Task brief
Starting with the first line of the data that follows, transcribe every line verbatim until the line containing "pub const COMPONENT_POOL: &str" has been transcribed.

Source material
//! Shared values for structured `tracing` fields.
//!
//! Every event carries `subsystem` and, where there is more than one source
//! inside a subsystem, `component`. The values live here so log queries can
//! rely on them across crates.
//!
//! ## Log Level Contract
//!
//! | Level | Usage |
//! |-------|-------|
//! | ERROR | Degraded service, requires operator attention |
//! | WARN  | Failed request or rejected write, surfaced to the caller |
//! | INFO  | Lifecycle events (startup, shutdown), reconcile completions |
//! | DEBUG | Decision points, intermediate values, config choices |
//! | TRACE | Per-tag iteration |

// ─── subsystem ─────────────────────────────────────────────────────────────

pub const SUBSYSTEM_API: &str = "api";
pub const SUBSYSTEM_DB: &str = "db";
pub const SUBSYSTEM_DETECT: &str = "detect";
pub const SUBSYSTEM_RECONCILE: &str = "reconcile";

// ─── component ─────────────────────────────────────────────────────────────

pub const COMPONENT_POOL: &str = "pool";
pub const COMPONENT_ATTACHMENTS: &str = "attachments";
pub const COMPONENT_HTTP_DETECTOR: &str = "http_detector";
pub const COMPONENT_MOCK_DETECTOR: &str = "mock_detector";
pub const COMPONENT_TAG_RECONCILER: &str = "tag_reconciler";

Exercise solution
//! Shared values for structured `tracing` fields.
//!
//! Every event carries `subsystem` and, where there is more than one source
//! inside a subsystem, `component`. The values live here so log queries can
//! rely on them across crates.
//!
//! ## Log Level Contract
//!
//! | Level | Usage |
//! |-------|-------|
//! | ERROR | Degraded service, requires operator attention |
//! | WARN  | Failed request or rejected write, surfaced to the caller |
//! | INFO  | Lifecycle events (startup, shutdown), reconcile completions |
//! | DEBUG | Decision points, intermediate values, config choices |
//! | TRACE | Per-tag iteration |

// ─── subsystem ─────────────────────────────────────────────────────────────

pub const SUBSYSTEM_API: &str = "api";
pub const SUBSYSTEM_DB: &str = "db";
pub const SUBSYSTEM_DETECT: &str = "detect";
pub const SUBSYSTEM_RECONCILE: &str = "reconcile";

// ─── component ─────────────────────────────────────────────────────────────

pub const COMPONENT_POOL: &str = "pool";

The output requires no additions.